The prize honors outstanding scientists who have made significant contributions to neuroscience throughout their careers. The highest honor conferred by SfN, the Gerard Prize was established in the name of Ralph W. Gerard, who was instrumental in establishing SfN and served as honorary president from 1970 until his death in 1974.
“It is a pleasure to honor Drs. Barres and Jessell with the 2016 Gerard Prize," SfN President Hollis Cline said. "Both have contributed invaluable research insights to their fields and have demonstrated strong commitments to furthering the knowledge and personal growth of other scientists through mentorship, training, and support."

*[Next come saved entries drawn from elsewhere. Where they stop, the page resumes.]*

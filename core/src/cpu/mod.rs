mod alu;
mod bit;
mod block;
mod branch;
mod load_store;
mod stack;

pub mod state;

use tracing::debug;

use crate::error::StepError;
use crate::mem::{IoPorts, Memory};
use self::state::{Flags, Registers};

/// The Z80 interpreter core.
///
/// The model is deliberately narrow: the eight main registers, PC/SP, the
/// Z and C flag bits, the single `A'`/`F'` shadow pair, and a halted latch.
/// Memory and ports are borrowed per call and never retained.
pub struct Z80 {
    pub a: u8,
    pub b: u8,
    pub c: u8,
    pub d: u8,
    pub e: u8,
    pub h: u8,
    pub l: u8,
    pub pc: u16,
    pub sp: u16,
    pub flags: Flags,
    // Shadow pair, reachable only through EX AF,AF'
    pub a_shadow: u8,
    pub f_shadow: Flags,
    pub halted: bool,
}

/// Result of one `execute_steps` call.
///
/// `registers` is a deep copy; mutating it cannot reach the CPU.
#[derive(Debug, Clone, PartialEq)]
pub struct ExecOutcome {
    /// Fully-completed instructions. A decode failure does not count the
    /// offending instruction.
    pub instructions_executed: u32,
    pub halted: bool,
    pub registers: Registers,
    pub error: Option<StepError>,
}

impl Default for Z80 {
    fn default() -> Self {
        Self::new()
    }
}

impl Z80 {
    pub fn new() -> Self {
        Self {
            a: 0,
            b: 0,
            c: 0,
            d: 0,
            e: 0,
            h: 0,
            l: 0,
            pc: 0,
            sp: 0xFFFF,
            flags: Flags::default(),
            a_shadow: 0,
            f_shadow: Flags::default(),
            halted: false,
        }
    }

    /// Power-on state: registers zeroed, SP at the top of memory.
    pub fn reset(&mut self) {
        *self = Self::new();
    }

    /// Assign PC and, if given, SP.
    pub fn set(&mut self, pc: u16, sp: Option<u16>) {
        self.pc = pc;
        if let Some(sp) = sp {
            self.sp = sp;
        }
    }

    pub fn snapshot(&self) -> Registers {
        Registers {
            a: self.a,
            b: self.b,
            c: self.c,
            d: self.d,
            e: self.e,
            h: self.h,
            l: self.l,
            pc: self.pc,
            sp: self.sp,
            flags: self.flags,
            a_shadow: self.a_shadow,
            f_shadow: self.f_shadow,
            halted: self.halted,
        }
    }

    pub fn restore(&mut self, regs: &Registers) {
        self.a = regs.a;
        self.b = regs.b;
        self.c = regs.c;
        self.d = regs.d;
        self.e = regs.e;
        self.h = regs.h;
        self.l = regs.l;
        self.pc = regs.pc;
        self.sp = regs.sp;
        self.flags = regs.flags;
        self.a_shadow = regs.a_shadow;
        self.f_shadow = regs.f_shadow;
        self.halted = regs.halted;
    }

    // Helpers for 16-bit register access
    pub fn get_bc(&self) -> u16 { ((self.b as u16) << 8) | self.c as u16 }
    pub fn set_bc(&mut self, val: u16) { self.b = (val >> 8) as u8; self.c = val as u8; }

    pub fn get_de(&self) -> u16 { ((self.d as u16) << 8) | self.e as u16 }
    pub fn set_de(&mut self, val: u16) { self.d = (val >> 8) as u8; self.e = val as u8; }

    pub fn get_hl(&self) -> u16 { ((self.h as u16) << 8) | self.l as u16 }
    pub fn set_hl(&mut self, val: u16) { self.h = (val >> 8) as u8; self.l = val as u8; }

    pub fn get_af(&self) -> u16 { ((self.a as u16) << 8) | self.flags.to_byte() as u16 }
    pub fn set_af(&mut self, val: u16) {
        self.a = (val >> 8) as u8;
        self.flags = Flags::from_byte(val as u8);
    }

    /// Get 16-bit register pair by index (0=BC, 1=DE, 2=HL, 3=SP).
    pub(crate) fn get_rp(&self, index: u8) -> u16 {
        match index {
            0 => self.get_bc(),
            1 => self.get_de(),
            2 => self.get_hl(),
            3 => self.sp,
            _ => unreachable!("get_rp called with index {}", index),
        }
    }

    /// Set 16-bit register pair by index (0=BC, 1=DE, 2=HL, 3=SP).
    pub(crate) fn set_rp(&mut self, index: u8, val: u16) {
        match index {
            0 => self.set_bc(val),
            1 => self.set_de(val),
            2 => self.set_hl(val),
            3 => self.sp = val,
            _ => unreachable!("set_rp called with index {}", index),
        }
    }

    /// Get 16-bit register pair by index for PUSH/POP (0=BC, 1=DE, 2=HL, 3=AF).
    pub(crate) fn get_rp_af(&self, index: u8) -> u16 {
        match index {
            0 => self.get_bc(),
            1 => self.get_de(),
            2 => self.get_hl(),
            3 => self.get_af(),
            _ => unreachable!("get_rp_af called with index {}", index),
        }
    }

    /// Set 16-bit register pair by index for PUSH/POP (0=BC, 1=DE, 2=HL, 3=AF).
    pub(crate) fn set_rp_af(&mut self, index: u8, val: u16) {
        match index {
            0 => self.set_bc(val),
            1 => self.set_de(val),
            2 => self.set_hl(val),
            3 => self.set_af(val),
            _ => unreachable!("set_rp_af called with index {}", index),
        }
    }

    /// Get 8-bit register by opcode index. Index 6 is the memory operand
    /// and is NOT handled here — callers go through (HL) themselves.
    pub fn get_reg8(&self, index: u8) -> u8 {
        match index {
            0 => self.b,
            1 => self.c,
            2 => self.d,
            3 => self.e,
            4 => self.h,
            5 => self.l,
            7 => self.a,
            _ => unreachable!("get_reg8 called with index {}", index),
        }
    }

    pub fn set_reg8(&mut self, index: u8, val: u8) {
        match index {
            0 => self.b = val,
            1 => self.c = val,
            2 => self.d = val,
            3 => self.e = val,
            4 => self.h = val,
            5 => self.l = val,
            7 => self.a = val,
            _ => unreachable!("set_reg8 called with index {}", index),
        }
    }

    // --- Bus helpers ---

    pub(crate) fn fetch8(&mut self, mem: &Memory) -> u8 {
        let val = mem[self.pc as usize];
        self.pc = self.pc.wrapping_add(1);
        val
    }

    pub(crate) fn fetch16(&mut self, mem: &Memory) -> u16 {
        let low = self.fetch8(mem);
        let high = self.fetch8(mem);
        u16::from_le_bytes([low, high])
    }

    pub(crate) fn read16(mem: &Memory, addr: u16) -> u16 {
        let low = mem[addr as usize];
        let high = mem[addr.wrapping_add(1) as usize];
        u16::from_le_bytes([low, high])
    }

    pub(crate) fn write16(mem: &mut Memory, addr: u16, val: u16) {
        mem[addr as usize] = val as u8;
        mem[addr.wrapping_add(1) as usize] = (val >> 8) as u8;
    }

    /// Run up to `steps` instructions against the given memory and ports.
    ///
    /// When `initial` is supplied the whole register file is overwritten
    /// first. The halted latch is then cleared, so a halted snapshot can be
    /// resumed. The loop stops early on HALT (counted; not an error) or on
    /// a decode failure (not counted; reported in `error`).
    pub fn execute_steps(
        &mut self,
        mem: &mut Memory,
        io: &mut IoPorts,
        steps: u32,
        initial: Option<&Registers>,
    ) -> ExecOutcome {
        if let Some(regs) = initial {
            self.restore(regs);
        }
        self.halted = false;

        let mut executed = 0u32;
        let mut error = None;
        while executed < steps {
            match self.step(mem, io) {
                Ok(()) => {
                    executed += 1;
                    if self.halted {
                        debug!(executed, pc = self.pc, "halted");
                        break;
                    }
                }
                Err(e) => {
                    debug!(%e, executed, "decode failure");
                    error = Some(e);
                    break;
                }
            }
        }

        ExecOutcome {
            instructions_executed: executed,
            halted: self.halted,
            registers: self.snapshot(),
            error,
        }
    }

    /// Evaluate a condition code (2 bits from the opcode).
    /// 0=NZ, 1=Z, 2=NC, 3=C.
    pub(crate) fn eval_condition(&self, cc: u8) -> bool {
        match cc {
            0 => !self.flags.z,
            1 => self.flags.z,
            2 => !self.flags.c,
            3 => self.flags.c,
            _ => unreachable!("eval_condition called with cc {}", cc),
        }
    }

    /// Fetch, decode, and execute one instruction.
    fn step(&mut self, mem: &mut Memory, io: &mut IoPorts) -> Result<(), StepError> {
        let start = self.pc;
        let opcode = self.fetch8(mem);

        match opcode {
            // NOP
            0x00 => {}

            // HALT — PC stays past the opcode, the latch stops the loop.
            0x76 => self.halted = true,

            // Prefixes
            0xCB => return self.step_cb(start, mem),
            0xED => return self.step_ed(start, mem),

            // --- Load/Store ---

            // LD (BC), A / LD (DE), A
            0x02 => self.op_ld_bc_a(mem),
            0x12 => self.op_ld_de_a(mem),
            // LD A, (BC) / LD A, (DE)
            0x0A => self.op_ld_a_bc(mem),
            0x1A => self.op_ld_a_de(mem),
            // LD (nn), HL / LD HL, (nn)
            0x22 => self.op_ld_nn_hl(mem),
            0x2A => self.op_ld_hl_nn_ind(mem),
            // LD (nn), A / LD A, (nn)
            0x32 => self.op_ld_nn_a(mem),
            0x3A => self.op_ld_a_nn(mem),

            // EX AF, AF' / EX DE, HL / EX (SP), HL
            0x08 => self.op_ex_af_af(),
            0xEB => self.op_ex_de_hl(),
            0xE3 => self.op_ex_sp_hl(mem),

            // LD rr, nn (0x01/0x11/0x21/0x31)
            op if (op & 0xCF) == 0x01 => self.op_ld_rr_nn(op, mem),
            // LD r, n (0x06, 0x0E, ... 0x3E; 0x36 = LD (HL),n)
            op if (op & 0xC7) == 0x06 => self.op_ld_r_n(op, mem),
            // LD r, r' (0x40-0x7F excluding 0x76)
            op if (op & 0xC0) == 0x40 => self.op_ld_r_r(op, mem),

            // --- Stack ---

            // PUSH rr (0xC5/D5/E5/F5)
            op if (op & 0xCF) == 0xC5 => self.op_push(op, mem),
            // POP rr (0xC1/D1/E1/F1)
            op if (op & 0xCF) == 0xC1 => self.op_pop(op, mem),

            // --- ALU ---

            // ADC A,H — the only register ADC the table carries; the rest
            // of the 0x88-0x8F row decodes as unknown.
            0x8C => self.op_alu_r(0x8C, mem),
            // ALU A, r (0x80 - 0xBF minus the unassembled ADC row)
            op if (op & 0xC0) == 0x80 && (op & 0xF8) != 0x88 => self.op_alu_r(op, mem),
            // ALU A, n (0xC6, 0xCE, ... 0xFE)
            op if (op & 0xC7) == 0xC6 => self.op_alu_n(op, mem),

            // INC r (0x04, 0x0C...) / DEC r (0x05, 0x0D...)
            op if (op & 0xC7) == 0x04 => self.op_inc_dec_r(op, mem),
            op if (op & 0xC7) == 0x05 => self.op_inc_dec_r(op, mem),

            // ADD HL,rr (0x09/0x19/0x29/0x39)
            op if (op & 0xCF) == 0x09 => self.op_add_hl_rr(op),
            // INC rr (0x03/...) / DEC rr (0x0B/...)
            op if (op & 0xCF) == 0x03 => self.op_inc_dec_rr(op),
            op if (op & 0xCF) == 0x0B => self.op_inc_dec_rr(op),

            // Accumulator rotates
            0x07 => self.op_rlca(),
            0x0F => self.op_rrca(),
            0x17 => self.op_rla(),
            0x1F => self.op_rra(),

            // Misc ALU
            0x2F => self.op_cpl(),
            0x37 => self.op_scf(),
            0x3F => self.op_ccf(),

            // --- Branch/Control Flow ---

            0xC3 => self.op_jp_nn(mem),
            0xE9 => self.op_jp_hl(),
            0x18 => self.op_jr_e(mem),
            0x10 => self.op_djnz(mem),
            0xCD => self.op_call_nn(mem),
            0xC9 => self.op_ret(mem),

            // Port I/O
            0xDB => self.op_in_a_n(mem, io),
            0xD3 => self.op_out_n_a(mem, io),

            // Conditional transfers carry only Z/NZ/C/NC; the parity and
            // sign rows (0xE0-0xFA column-mates) fall through to unknown.
            op if (op & 0xE7) == 0xC2 => self.op_jp_cc_nn(op, mem),
            op if (op & 0xE7) == 0x20 => self.op_jr_cc_e(op, mem),
            op if (op & 0xE7) == 0xC4 => self.op_call_cc_nn(op, mem),
            op if (op & 0xE7) == 0xC0 => self.op_ret_cc(op, mem),

            _ => return Err(StepError::UnknownOpcode { opcode, address: start }),
        }
        Ok(())
    }

    /// CB-prefixed dispatch: rotates/shifts, BIT, RES, SET.
    fn step_cb(&mut self, start: u16, mem: &mut Memory) -> Result<(), StepError> {
        let op = self.fetch8(mem);
        let group = (op >> 6) & 0x03; // 0=rot/shift, 1=BIT, 2=RES, 3=SET
        let sel = (op >> 3) & 0x07; // shift operation or bit number
        let reg = op & 0x07;

        // 0x30-0x37 is the undocumented SLL row
        if group == 0 && sel == 6 {
            return Err(StepError::UnknownOpcode { opcode: op, address: start });
        }

        match group {
            0 => self.op_cb_rotate_shift(sel, reg, mem),
            1 => self.op_cb_bit(sel, reg, mem),
            _ => self.op_cb_res_set(group, sel, reg, mem),
        }
        Ok(())
    }

    /// ED-prefixed dispatch. Only NEG and LDIR are assembled; every other
    /// sub-opcode is a decode error.
    fn step_ed(&mut self, start: u16, mem: &mut Memory) -> Result<(), StepError> {
        let op = self.fetch8(mem);
        match op {
            0x44 => self.op_neg(),
            0xB0 => self.op_ldir(mem),
            _ => return Err(StepError::UnknownOpcode { opcode: op, address: start }),
        }
        Ok(())
    }
}
//! Property-based tests over randomly generated expressions.

use crate::{BinaryOperation, Expression};
use proptest::prelude::*;

/// Small expressions which are differentiable everywhere. Exponents are
/// literal positive integers so nothing evaluates to `NaN`, and magnitudes
/// stay low enough for a finite difference to be accurate.
fn smooth_expression() -> impl Strategy<Value = Expression> {
    let leaf = prop_oneof![
        Just(Expression::x()),
        (-2i32..=2).prop_map(|n| Expression::constant(f64::from(n))),
    ];

    leaf.prop_recursive(3, 16, 2, |inner| {
        prop_oneof![
            (inner.clone(), inner.clone()).prop_map(|(l, r)| l + r),
            (inner.clone(), inner.clone()).prop_map(|(l, r)| l - r),
            (inner.clone(), inner.clone()).prop_map(|(l, r)| l * r),
            (inner.clone(), 1i32..=2).prop_map(|(base, n)| {
                base.pow(Expression::constant(f64::from(n)))
            }),
            inner.clone().prop_map(Expression::sin),
            inner.prop_map(Expression::cos),
        ]
    })
}

/// Anything at all, including powers with non-constant exponents.
fn any_expression() -> impl Strategy<Value = Expression> {
    let leaf = prop_oneof![
        Just(Expression::x()),
        (-10.0..10.0f64).prop_map(Expression::constant),
    ];

    leaf.prop_recursive(4, 32, 2, |inner| {
        prop_oneof![
            (
                prop_oneof![
                    Just(BinaryOperation::Plus),
                    Just(BinaryOperation::Minus),
                    Just(BinaryOperation::Times),
                    Just(BinaryOperation::Divide),
                    Just(BinaryOperation::Power),
                ],
                inner.clone(),
                inner.clone(),
            )
                .prop_map(|(op, l, r)| Expression::binary(op, l, r)),
            inner.clone().prop_map(Expression::sin),
            inner.prop_map(Expression::cos),
        ]
    })
}

fn has_non_constant_exponent(expr: &Expression) -> bool {
    match expr {
        Expression::Constant(_) | Expression::Variable => false,
        Expression::Binary {
            right,
            op: BinaryOperation::Power,
            ..
        } if right.as_constant().is_none() => true,
        Expression::Binary { left, right, .. } => {
            has_non_constant_exponent(left) || has_non_constant_exponent(right)
        },
        Expression::FunctionCall { operand, .. } => {
            has_non_constant_exponent(operand)
        },
    }
}

/// Check every node's rendering against the shape of the node itself.
fn assert_fully_parenthesized(
    expr: &Expression,
) -> Result<(), TestCaseError> {
    let text = expr.render();

    match expr {
        Expression::Constant(_) | Expression::Variable => {
            prop_assert!(!text.contains('('), "{}", text);
        },
        Expression::Binary { left, right, op } => {
            prop_assert!(text.starts_with('('), "{}", text);
            prop_assert!(text.ends_with(')'), "{}", text);

            let inner = &text[1..text.len() - 1];
            let left_text = left.render();
            let right_text = right.render();
            prop_assert!(inner.starts_with(&left_text), "{}", text);
            prop_assert!(inner.ends_with(&right_text), "{}", text);

            prop_assert!(
                inner.len() > left_text.len() + right_text.len(),
                "{}",
                text
            );

            let middle =
                &inner[left_text.len()..inner.len() - right_text.len()];
            prop_assert_eq!(middle, format!(" {} ", op));

            assert_fully_parenthesized(left)?;
            assert_fully_parenthesized(right)?;
        },
        Expression::FunctionCall { function, operand } => {
            let should_be = format!("{}({})", function, operand.render());
            prop_assert_eq!(&text, &should_be);

            assert_fully_parenthesized(operand)?;
        },
    }

    Ok(())
}

proptest! {
    #[test]
    fn derivative_matches_central_difference(
        f in smooth_expression(),
        x in -1.0..1.0f64,
    ) {
        const H: f64 = 1e-5;

        let derivative = f.derivative().unwrap();
        let exact = derivative.evaluate(x);
        let numeric = (f.evaluate(x + H) - f.evaluate(x - H)) / (2.0 * H);

        prop_assert!(
            approx::relative_eq!(
                exact,
                numeric,
                epsilon = 1e-4,
                max_relative = 1e-4
            ),
            "d/dx {} at x = {}: {} != {}",
            f,
            x,
            exact,
            numeric
        );
    }

    #[test]
    fn only_non_constant_exponents_fail(f in any_expression()) {
        prop_assert_eq!(
            f.derivative().is_err(),
            has_non_constant_exponent(&f)
        );
    }

    #[test]
    fn rendering_is_balanced(f in any_expression()) {
        let derivative = f.derivative().map(|d| d.render());

        for text in &[f.render(), derivative.unwrap_or_default()] {
            let opening = text.matches('(').count();
            let closing = text.matches(')').count();
            prop_assert_eq!(opening, closing);
        }
    }

    #[test]
    fn every_node_is_parenthesized(f in any_expression()) {
        assert_fully_parenthesized(&f)?;

        if let Ok(derivative) = f.derivative() {
            assert_fully_parenthesized(&derivative)?;
        }
    }

    #[test]
    fn operations_are_repeatable(f in any_expression(), x in -10.0..10.0f64) {
        let first = f.evaluate(x);
        let second = f.evaluate(x);
        prop_assert!(first == second || (first.is_nan() && second.is_nan()));

        let first = f.derivative().map(|d| d.render());
        let second = f.derivative().map(|d| d.render());
        prop_assert_eq!(first.ok(), second.ok());
        prop_assert_eq!(f.render(), f.clone().render());
    }
}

Barres has made seminal contributions to our understanding of the mechanisms that control the formation of neural connections within the developing brain. He has elucidated fundamental molecular mechanisms by which glial cells control the formation and elimination of CNS synapses. His findings revealing that astrocytes and microglia normally prune synapses in the developing brain have also provided evidence that aberrant synapse pruning drives neurodegenerative processes in the adult brain with important implications for new treatments for Alzheimer’s and other neurological diseases.
Even while making such important discoveries, Barres devoted time to mentor others and advocate for women in science. As an openly transgender man, he has a unique perspective on gender issues in academia and has become a visible figure in the national dialogue about the barriers facing women in scientific careers.
Jessell's research has provided critical insight into how groups of interconnected neurons, or circuits, arise within the spinal cord. The complexity of circuits in the mammalian brain greatly challenges researchers seeking to understand how circuits control behaviors. Jessell resolved the identities of the cells in spinal cord circuits that instruct movement. He also determined the molecular cues that dictate the development of spinal circuits and their function, offering new targets for therapies addressing spinal cord birth defects and cancer.
In his role as the director of the Zuckerman Mind Brain Behavior Initiative at Columbia University, Jessell has assembled a powerful team of researchers and continues to foster creative collaboration across scientific disciplines.
The Society for Neuroscience (SfN) is an organization of nearly 38,000 basic scientists and clinicians who study the brain and nervous system.